İmam Hatiplilerin İlahiyat tercih etmemesine dinci yazar şaştı kaldı

Oturup gençlerin beklentilerini analiz etmek zor geliyor olmalı ki o farklılaşma talebini deizm zannedip “deizm mahvedecek ülkeyi” tespiti yapmakla kurtarıyorlar günü.

İmam Hatiplilerin İlahiyat tercih etmemesine dinci yazar şaştı kaldı

AKP’ye yakın Yeni Şafak gazetesi yazarı, “Beyoğlu ve Kartal Anadolu İmam Hatip Liseleri’nde üniversiteye girmeye hak kazanıp da ilahiyat tercih eden toplam 4 öğrenci var” diyerek liselilerin İmam Hatip mezunları başta olmak üzere İlahiyat Fakültesi tercih etmeyişinden dert yandı.

Yeni Şafak yazarı İsmail Kılıçarslan, imam hatip liselerinden mezun olup üniversitede ilahiyatı tercih edenlerin sayısının az olmasının bir sosyolojik araştırma konusu olduğunu ifade etti.

Kılıçarslan, Türkiye’nin son 20 yılda yaşadığı “toplumsal değişikliği” bilimsel yöntemlerle tespit etmek için sosyoloji bölümünde okumak isteyebileceğini yazdı.

“Biraz daha karışsın kafamız, iyidir” başlıklı yazısında “Hangi etkinin insanı ne denli değiştirip dönüştürdüğünü, toplumun dikey ve yatay geçişkenliklerini tespit etmeyi, edebilmeyi oldukça heyecan verici buluyorum” diye yazan Kılıçarslan, yazısına şu örneklerle devam etti:

“Beyoğlu ve Kartal Anadolu İmam Hatip Liseleri’nde üniversiteye girmeye hak kazanıp da ilahiyat tercih eden toplam 4 öğrenci var. Bu benim için uzun, upuzun bir sosyolojik araştırmanın konusu örneğin. İmam Hatip mezunu öğrencilerin seneler içerisinde değişen üniversite tercihleri dindar-muhafazakâr eğitimli kitlenin geleceğine dair net bir fotoğraf koyabilir önümüze. Üstelik -varsa tabii- ilahiyat okumanın popülaritesini kaybetmesi de ilginç bir sosyolojik tespitler galerisine gebedir zannımca. Dindar-muhafazakar ailelerin “çocuğum imam değil, dinini-diyanetini bilen doktor olsun” şeklinde özetlenebilecek ve 28 Şubat’tan beri değişmeyen refleksini de işin içine kattığımızda mesele iyice civcivlenir bence.”

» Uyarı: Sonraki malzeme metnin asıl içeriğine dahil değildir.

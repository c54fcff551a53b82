//! # Sale Repository
//!
//! Committed sales, their frozen lines and tenders, and reversals.
//!
//! ## Sale Rows
//! ```text
//! ┌─────────────────────────────────────────────────────────────────────────┐
//! │                       One Committed Sale                                │
//! │                                                                         │
//! │  sales          id, folio, shift_id, customer_id, subtotal, tax, total │
//! │   ├── sale_lines    (sale_id, position) → sku, name, price, qty        │
//! │   ├── sale_tenders  (sale_id, method)   → amount                       │
//! │   └── sale_reversals (sale_id UNIQUE)   → at most one, full reversal   │
//! │                                                                         │
//! │  All rows of a sale are written inside the commit transaction; a       │
//! │  reader never sees a sale without its lines.                           │
//! └─────────────────────────────────────────────────────────────────────────┘
//! ```

use caja_core::{Money, Sale, SaleLine, SaleReversal, Tender};
use chrono::{DateTime, Utc};
use sqlx::{SqliteConnection, SqlitePool};
use tracing::debug;

use crate::error::DbResult;

/// Header row of a sale, before lines and tenders are attached.
#[derive(Debug, sqlx::FromRow)]
struct SaleRow {
    id: String,
    folio: String,
    shift_id: String,
    customer_id: Option<String>,
    subtotal: Money,
    tax: Money,
    total: Money,
    created_at: DateTime<Utc>,
}

impl SaleRow {
    fn into_sale(self, lines: Vec<SaleLine>, tenders: Vec<Tender>) -> Sale {
        Sale {
            id: self.id,
            folio: self.folio,
            shift_id: self.shift_id,
            customer_id: self.customer_id,
            lines,
            tenders,
            subtotal: self.subtotal,
            tax: self.tax,
            total: self.total,
            created_at: self.created_at,
        }
    }
}

/// Repository for sale database operations.
#[derive(Debug, Clone)]
pub struct SaleRepository {
    pool: SqlitePool,
}

impl SaleRepository {
    pub fn new(pool: SqlitePool) -> Self {
        SaleRepository { pool }
    }

    pub async fn get_by_id(&self, id: &str) -> DbResult<Option<Sale>> {
        let mut conn = self.pool.acquire().await?;
        Self::get_in(&mut conn, id).await
    }

    /// Sales of a shift in commit order.
    pub async fn list_for_shift(&self, shift_id: &str) -> DbResult<Vec<Sale>> {
        let mut conn = self.pool.acquire().await?;

        let rows = sqlx::query_as::<_, SaleRow>(
            r#"
            SELECT id, folio, shift_id, customer_id, subtotal, tax, total, created_at
            FROM sales
            WHERE shift_id = ?1
            ORDER BY created_at, folio
            "#,
        )
        .bind(shift_id)
        .fetch_all(&mut *conn)
        .await?;

        let mut sales = Vec::with_capacity(rows.len());
        for row in rows {
            let lines = Self::lines_in(&mut conn, &row.id).await?;
            let tenders = Self::tenders_in(&mut conn, &row.id).await?;
            sales.push(row.into_sale(lines, tenders));
        }

        Ok(sales)
    }

    pub async fn reversal_for(&self, sale_id: &str) -> DbResult<Option<SaleReversal>> {
        let reversal = sqlx::query_as::<_, SaleReversal>(
            "SELECT id, sale_id, reason, created_at FROM sale_reversals WHERE sale_id = ?1",
        )
        .bind(sale_id)
        .fetch_optional(&self.pool)
        .await?;

        Ok(reversal)
    }

    // =========================================================================
    // Transactional steps
    // =========================================================================

    pub async fn get_in(conn: &mut SqliteConnection, id: &str) -> DbResult<Option<Sale>> {
        let row = sqlx::query_as::<_, SaleRow>(
            r#"
            SELECT id, folio, shift_id, customer_id, subtotal, tax, total, created_at
            FROM sales
            WHERE id = ?1
            "#,
        )
        .bind(id)
        .fetch_optional(&mut *conn)
        .await?;

        let Some(row) = row else {
            return Ok(None);
        };

        let lines = Self::lines_in(conn, &row.id).await?;
        let tenders = Self::tenders_in(conn, &row.id).await?;
        Ok(Some(row.into_sale(lines, tenders)))
    }

    /// Next receipt number for a shift: `YYYYMMDD-<shift prefix>-NNNN`.
    ///
    /// Unique because the sequence is per shift and `folio` is UNIQUE.
    pub async fn next_folio(
        conn: &mut SqliteConnection,
        shift_id: &str,
        now: DateTime<Utc>,
    ) -> DbResult<String> {
        let count: i64 = sqlx::query_scalar("SELECT COUNT(*) FROM sales WHERE shift_id = ?1")
            .bind(shift_id)
            .fetch_one(conn)
            .await?;

        let prefix: String = shift_id
            .chars()
            .filter(|c| c.is_ascii_alphanumeric())
            .take(8)
            .collect::<String>()
            .to_uppercase();

        Ok(format!("{}-{}-{:04}", now.format("%Y%m%d"), prefix, count + 1))
    }

    /// Writes a sale with its lines and tenders.
    pub async fn insert(conn: &mut SqliteConnection, sale: &Sale) -> DbResult<()> {
        debug!(id = %sale.id, folio = %sale.folio, total = %sale.total, "Inserting sale");

        sqlx::query(
            r#"
            INSERT INTO sales (
                id, folio, shift_id, customer_id, subtotal, tax, total, created_at
            ) VALUES (?1, ?2, ?3, ?4, ?5, ?6, ?7, ?8)
            "#,
        )
        .bind(&sale.id)
        .bind(&sale.folio)
        .bind(&sale.shift_id)
        .bind(&sale.customer_id)
        .bind(sale.subtotal)
        .bind(sale.tax)
        .bind(sale.total)
        .bind(sale.created_at)
        .execute(&mut *conn)
        .await?;

        for (position, line) in sale.lines.iter().enumerate() {
            sqlx::query(
                r#"
                INSERT INTO sale_lines (
                    sale_id, position, product_id, sku, name, unit_price, quantity, line_total
                ) VALUES (?1, ?2, ?3, ?4, ?5, ?6, ?7, ?8)
                "#,
            )
            .bind(&sale.id)
            .bind(position as i64)
            .bind(&line.product_id)
            .bind(&line.sku)
            .bind(&line.name)
            .bind(line.unit_price)
            .bind(line.quantity)
            .bind(line.line_total)
            .execute(&mut *conn)
            .await?;
        }

        for tender in &sale.tenders {
            sqlx::query("INSERT INTO sale_tenders (sale_id, method, amount) VALUES (?1, ?2, ?3)")
                .bind(&sale.id)
                .bind(tender.method)
                .bind(tender.amount)
                .execute(&mut *conn)
                .await?;
        }

        Ok(())
    }

    /// Records a full reversal. A second reversal of the same sale fails
    /// with `UniqueViolation` on `sale_reversals.sale_id`.
    pub async fn insert_reversal(
        conn: &mut SqliteConnection,
        reversal: &SaleReversal,
    ) -> DbResult<()> {
        debug!(sale_id = %reversal.sale_id, "Recording sale reversal");

        sqlx::query(
            "INSERT INTO sale_reversals (id, sale_id, reason, created_at) VALUES (?1, ?2, ?3, ?4)",
        )
        .bind(&reversal.id)
        .bind(&reversal.sale_id)
        .bind(&reversal.reason)
        .bind(reversal.created_at)
        .execute(conn)
        .await?;

        Ok(())
    }

    pub async fn is_reversed_in(conn: &mut SqliteConnection, sale_id: &str) -> DbResult<bool> {
        let count: i64 =
            sqlx::query_scalar("SELECT COUNT(*) FROM sale_reversals WHERE sale_id = ?1")
                .bind(sale_id)
                .fetch_one(conn)
                .await?;

        Ok(count > 0)
    }

    async fn lines_in(conn: &mut SqliteConnection, sale_id: &str) -> DbResult<Vec<SaleLine>> {
        let lines = sqlx::query_as::<_, SaleLine>(
            r#"
            SELECT product_id, sku, name, unit_price, quantity, line_total
            FROM sale_lines
            WHERE sale_id = ?1
            ORDER BY position
            "#,
        )
        .bind(sale_id)
        .fetch_all(conn)
        .await?;

        Ok(lines)
    }

    async fn tenders_in(conn: &mut SqliteConnection, sale_id: &str) -> DbResult<Vec<Tender>> {
        let tenders = sqlx::query_as::<_, Tender>(
            "SELECT method, amount FROM sale_tenders WHERE sale_id = ?1 ORDER BY rowid",
        )
        .bind(sale_id)
        .fetch_all(conn)
        .await?;

        Ok(tenders)
    }
}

“İmam hatiplerde ilahiyat tercihlerinin az, teknik bölümlerin fazla tercih ediliyor olması, dindar-muhafazakar ailelerin İmam Hatiplerden beklentisini tam olarak karşılayan bir durum” diye yazan Kılıçarslan, “Her şey olması gerektiği yönde ve olması gerektiği ilerliyor bence” ifadelerini de kullandı.

Kılıçarslan yazısına şöyle devam etti:

“Değişen, dönüşen, farklılaşan neyse onun tespitini çok önemsiyorum. Ve üstelik bu değişim, dönüşüm ve farklılaşmalar üzerine “verisiz” konuşulmasını da son derece sakil buluyorum. Misali “gençler arasında deizm yaygınlaşıyor” yargısından vereyim. Bakmadık gençlik araştırması, sonuçlarını görmediğim anket bırakmadım. Yok arkadaş. Yükselmiyor gençler arasında deizm falan. Fakat koca koca adamlar, verisiz, duyumlara-dedikodulara dayanarak “deizm tehlikesi”nden söz ediyorlar. Oysa gençlerinki deizm değil, farklılaşma isteği. Bütün gençlik anketlerinde “ay gibi parlıyor” farklılaşma talebi. Oturup gençlerin beklentilerini analiz etmek zor geliyor olmalı ki o farklılaşma talebini deizm zannedip “deizm mahvedecek ülkeyi” tespiti yapmakla kurtarıyorlar günü. Ört baba ört, ört ki ölek.”